After the installation add the following lines to the OHS_HOME/instances/ohs_instance1/config/OHS/ohs11/mod_wl_ohs.conf file on the host or hosts on which you installed Oracle HTTP Server:

# ODI Agent
<Location /oraclediagent> 
    WebLogicCluster host1:8002,host2:8002 
    SetHandler weblogic-handler 
</Location> 
 
#ODI Explorere
<Location /odirepex> 
    WebLogicCluster host1:8002,host2:8002 
    SetHandler weblogic-handler 
</Location> 
 
#ODI Webservices
<Location /oracledisdkws> 
    WebLogicCluster host1:8002,host2:8002 
    SetHandler weblogic-handler 
</Location>

These steps should be performed on each of the web tier hosts on which Oracle HTTP Server is installed (for example, WEBHOST1 and WEBHOST2).

7.4.4.3 Configuring the Load Balancer

The load balancer should be configured to round-robin requests across the two HTTP Servers on WEBHOST1 and WEBHOST2.

Also, follow these load balancer configuration recommendations:

  • Persistence should not be enabled on the load balancer.
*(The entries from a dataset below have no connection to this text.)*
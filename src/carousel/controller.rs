//! Active-item arbitration: autoplay vs manual control vs hover.
//!
//! Nothing here schedules timers. Deadlines are plain data and every
//! time-dependent operation takes `now` explicitly, so a stale timer
//! firing after supersession cannot exist and tests drive the controller
//! with a fake clock through ordinary `Instant` arithmetic.

use web_time::{Duration, Instant};

use crate::options::CarouselOptions;

/// Which input source currently owns item advancement.
#[derive(Debug, Clone, Copy, PartialEq, Eq)]
enum ControlMode {
    /// Autoplay may advance the active item.
    Auto,
    /// Autoplay is suppressed until the deadline passes. Re-entering
    /// overwrites the deadline: last writer wins, exactly one expiry.
    ManualCooldown { until: Instant },
}

/// Single source of truth for "which item is focused".
///
/// Three inputs compete for the active index:
///
/// - **autoplay** advances it on a fixed period, suppressed while the
///   pointer hovers the focal item or a manual cooldown is running;
/// - **direct selection** (click) focuses an item and starts the long
///   cooldown;
/// - **keyboard navigation** steps by one and starts the short cooldown.
///
/// The guards are level-triggered: an autoplay deadline that passes while
/// suppressed is consumed without effect and leaves no backlog.
#[derive(Debug, Clone)]
pub struct CarouselController {
    item_count: usize,
    active_index: usize,
    hovered: bool,
    mode: ControlMode,
    next_autoplay: Instant,
    autoplay_period: Duration,
    click_cooldown: Duration,
    key_cooldown: Duration,
}

impl CarouselController {
    /// A controller over `item_count` items, focused on index 0.
    ///
    /// Autoplay deadlines are aligned to `now` and stay aligned for the
    /// controller's lifetime. An `item_count` of 0 is treated as 1.
    #[must_use]
    pub fn new(
        item_count: usize,
        opts: &CarouselOptions,
        now: Instant,
    ) -> Self {
        let autoplay_period = opts.autoplay_period();
        Self {
            item_count: item_count.max(1),
            active_index: 0,
            hovered: false,
            mode: ControlMode::Auto,
            next_autoplay: now + autoplay_period,
            autoplay_period,
            click_cooldown: opts.click_cooldown(),
            key_cooldown: opts.key_cooldown(),
        }
    }

    /// Index of the focused item, always in `[0, item_count)`.
    #[must_use]
    pub fn active_index(&self) -> usize {
        self.active_index
    }

    /// Number of items in the circle.
    #[must_use]
    pub fn item_count(&self) -> usize {
        self.item_count
    }

    /// Whether the pointer is over the focal item.
    #[must_use]
    pub fn is_hovered(&self) -> bool {
        self.hovered
    }

    /// Whether a manual-control cooldown is in effect at `now`.
    #[must_use]
    pub fn is_manual(&self, now: Instant) -> bool {
        matches!(self.mode, ControlMode::ManualCooldown { until } if now < until)
    }

    /// Direct selection (click). Focuses `index` (wrapped into range) and
    /// restarts the click cooldown.
    pub fn select(&mut self, index: usize, now: Instant) {
        self.active_index = index % self.item_count;
        self.enter_cooldown(now + self.click_cooldown);
    }

    /// Keyboard navigation: focus the next item and restart the key
    /// cooldown.
    pub fn step_next(&mut self, now: Instant) {
        self.active_index = (self.active_index + 1) % self.item_count;
        self.enter_cooldown(now + self.key_cooldown);
    }

    /// Keyboard navigation: focus the previous item and restart the key
    /// cooldown.
    pub fn step_prev(&mut self, now: Instant) {
        self.active_index =
            (self.active_index + self.item_count - 1) % self.item_count;
        self.enter_cooldown(now + self.key_cooldown);
    }

    /// Hover state, reported by the rendering collaborator's pointer
    /// intersection. The controller does no geometry testing itself.
    pub fn set_hovered(&mut self, hovered: bool) {
        self.hovered = hovered;
    }

    fn enter_cooldown(&mut self, until: Instant) {
        self.mode = ControlMode::ManualCooldown { until };
    }

    /// Advance time to `now`. Returns `true` if autoplay moved the focus.
    ///
    /// Every autoplay deadline between the last update and `now` is
    /// replayed in order with the cooldown state it would have seen, so
    /// coarse updates (a fake clock jumping seconds at a time) behave the
    /// same as per-display-tick updates.
    pub fn update(&mut self, now: Instant) -> bool {
        let mut advanced = false;
        if !self.autoplay_period.is_zero() {
            while now >= self.next_autoplay {
                let tick_at = self.next_autoplay;
                self.expire_cooldown(tick_at);
                if self.mode == ControlMode::Auto && !self.hovered {
                    self.active_index =
                        (self.active_index + 1) % self.item_count;
                    advanced = true;
                }
                self.next_autoplay = tick_at + self.autoplay_period;
            }
        }
        self.expire_cooldown(now);
        advanced
    }

    fn expire_cooldown(&mut self, now: Instant) {
        if let ControlMode::ManualCooldown { until } = self.mode {
            if now >= until {
                self.mode = ControlMode::Auto;
            }
        }
    }
}

#[cfg(test)]
mod tests {
    use super::*;

    const SEC: Duration = Duration::from_secs(1);

    fn controller(item_count: usize, now: Instant) -> CarouselController {
        CarouselController::new(item_count, &CarouselOptions::default(), now)
    }

    #[test]
    fn autoplay_advances_on_period() {
        let t0 = Instant::now();
        let mut c = controller(3, t0);

        assert!(!c.update(t0 + SEC));
        assert_eq!(c.active_index(), 0);

        assert!(c.update(t0 + 2 * SEC));
        assert_eq!(c.active_index(), 1);

        assert!(c.update(t0 + 4 * SEC));
        assert_eq!(c.active_index(), 2);

        // Wraps around the circle.
        assert!(c.update(t0 + 6 * SEC));
        assert_eq!(c.active_index(), 0);
    }

    #[test]
    fn hover_suppresses_autoplay_without_backlog() {
        let t0 = Instant::now();
        let mut c = controller(3, t0);
        c.set_hovered(true);

        // Many periods pass; none of them advance.
        assert!(!c.update(t0 + 10 * SEC));
        assert_eq!(c.active_index(), 0);

        // Un-hovering does not release a burst of queued ticks.
        c.set_hovered(false);
        assert!(!c.update(t0 + 10 * SEC + Duration::from_millis(100)));
        assert_eq!(c.active_index(), 0);

        // The next aligned deadline advances exactly once.
        assert!(c.update(t0 + 12 * SEC));
        assert_eq!(c.active_index(), 1);
    }

    #[test]
    fn manual_cooldown_suppresses_autoplay() {
        let t0 = Instant::now();
        let mut c = controller(3, t0);

        c.select(2, t0 + SEC);
        assert_eq!(c.active_index(), 2);
        assert!(c.is_manual(t0 + SEC));

        // Autoplay deadlines inside the 5s click cooldown are no-ops.
        assert!(!c.update(t0 + 2 * SEC));
        assert!(!c.update(t0 + 4 * SEC));
        assert_eq!(c.active_index(), 2);

        // The t0+6s deadline lands exactly when the cooldown expires and
        // advances again.
        assert!(c.update(t0 + 6 * SEC));
        assert_eq!(c.active_index(), 0);
    }

    #[test]
    fn reselection_supersedes_the_pending_cooldown() {
        let t0 = Instant::now();
        let mut c = controller(3, t0);

        c.select(1, t0);
        c.select(2, t0 + 2 * SEC);

        // Where the first cooldown alone would have expired (t0+5s), the
        // superseding one still holds.
        assert!(!c.update(t0 + 5 * SEC + Duration::from_millis(500)));
        assert!(c.is_manual(t0 + 5 * SEC + Duration::from_millis(500)));

        // Only the second deadline matters: manual until t0+7s.
        let _ = c.update(t0 + 7 * SEC);
        assert!(!c.is_manual(t0 + 7 * SEC));
    }

    #[test]
    fn stepping_wraps_in_both_directions() {
        let t0 = Instant::now();
        let mut c = controller(3, t0);

        c.step_prev(t0);
        assert_eq!(c.active_index(), 2);

        c.step_next(t0);
        assert_eq!(c.active_index(), 0);

        // Selection of an out-of-range index wraps too.
        c.select(7, t0);
        assert_eq!(c.active_index(), 1);
    }

    #[test]
    fn key_cooldown_is_shorter_than_click_cooldown() {
        let t0 = Instant::now();
        let mut c = controller(3, t0);

        c.step_next(t0);
        assert!(c.is_manual(t0 + 2 * SEC + Duration::from_millis(900)));
        assert!(!c.is_manual(t0 + 3 * SEC));

        c.select(0, t0 + 10 * SEC);
        assert!(c.is_manual(t0 + 14 * SEC + Duration::from_millis(900)));
        assert!(!c.is_manual(t0 + 15 * SEC));
    }

    #[test]
    fn zero_period_disables_autoplay() {
        let opts = CarouselOptions {
            autoplay_period_ms: 0,
            ..CarouselOptions::default()
        };
        let t0 = Instant::now();
        let mut c = CarouselController::new(3, &opts, t0);

        assert!(!c.update(t0 + 60 * SEC));
        assert_eq!(c.active_index(), 0);
    }

    #[test]
    fn click_then_cooldown_then_aligned_autoplay_resumes() {
        // Full arbitration walk-through with a 3s click cooldown.
        let opts = CarouselOptions {
            click_cooldown_ms: 3000,
            ..CarouselOptions::default()
        };
        let t0 = Instant::now();
        let mut c = CarouselController::new(3, &opts, t0);

        // Two seconds of quiet time: autoplay advances 0 -> 1.
        assert!(c.update(t0 + 2 * SEC));
        assert_eq!(c.active_index(), 1);

        // Click item 2 at t=2.1s: immediate focus, manual control on.
        let click_at = t0 + 2 * SEC + Duration::from_millis(100);
        c.select(2, click_at);
        assert_eq!(c.active_index(), 2);
        assert!(c.is_manual(click_at));

        // The t=4s autoplay deadline is suppressed.
        assert!(!c.update(t0 + 4 * SEC));
        assert_eq!(c.active_index(), 2);

        // Cooldown ends at t=5.1s; manual control is off again.
        let after_cooldown = t0 + 5 * SEC + Duration::from_millis(200);
        assert!(!c.update(after_cooldown));
        assert!(!c.is_manual(after_cooldown));

        // The next 2s-aligned deadline (t=6s) advances normally: 2 -> 0.
        assert!(c.update(t0 + 6 * SEC));
        assert_eq!(c.active_index(), 0);
    }
}
use std::path::Path;

use crema::{Options, Viewer};

/// Usage: `crema [frames-dir] [options.toml]`
///
/// Both arguments are optional; a missing frames directory simply leaves
/// the flip-book background empty.
fn main() {
    env_logger::init();

    let mut args = std::env::args().skip(1);
    let frames_dir = args.next();
    let options_path = args.next();

    let mut options = options_path.map_or_else(Options::default, |path| {
        Options::load(Path::new(&path)).unwrap_or_else(|e| {
            log::warn!("failed to load options from {path}: {e}; using defaults");
            Options::default()
        })
    });
    if let Some(dir) = frames_dir {
        options.playback.frames_dir = dir;
    }

    if let Err(e) = Viewer::builder()
        .with_options(options)
        .with_title("CoffeeOn")
        .build()
        .run()
    {
        log::error!("viewer exited with error: {e}");
        std::process::exit(1);
    }
}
This is provided by the HTTP Servers.

  • Monitors should be configured to monitor the HTTP Server ports so that the load balancer can provide failover.

7.4.4.4 Verify the Oracle Data Integrator Agent is Running

Verify that the Oracle Data Integrator agent is running by entering the following URL in a web browser:

http://LBRHOST:PORT/oraclediagent

7.4.4.5 Reconfigure Agents

Agent definitions should point to the load balancer address instead of the individual server addresses.

This should be kept in mind when creating new agents.

For the default agent, connect to Oracle Data Integrator Studio again:

  1. Start Oracle Data Integrator Studio at ODI_HOME/oracledi/client/odi.sh.

  2. After Oracle Data Integrator Studio comes up, click on Connect to Repository on the left-hand pane.

  3. When the Login window appears, click OK to logon.

  4. When you are connected, open the Physical Architecture section on the left-hand pane.

  5. Select Agents and then select the OracleDIAgent.

  6. Edit the following properties:

    • Host: The load balancer virtual server address.

    • Port: The load balancer virtual address listening port.

  7. Click Test to test the agent connection.

  8. Save and exit Oracle Data Integrator Studio.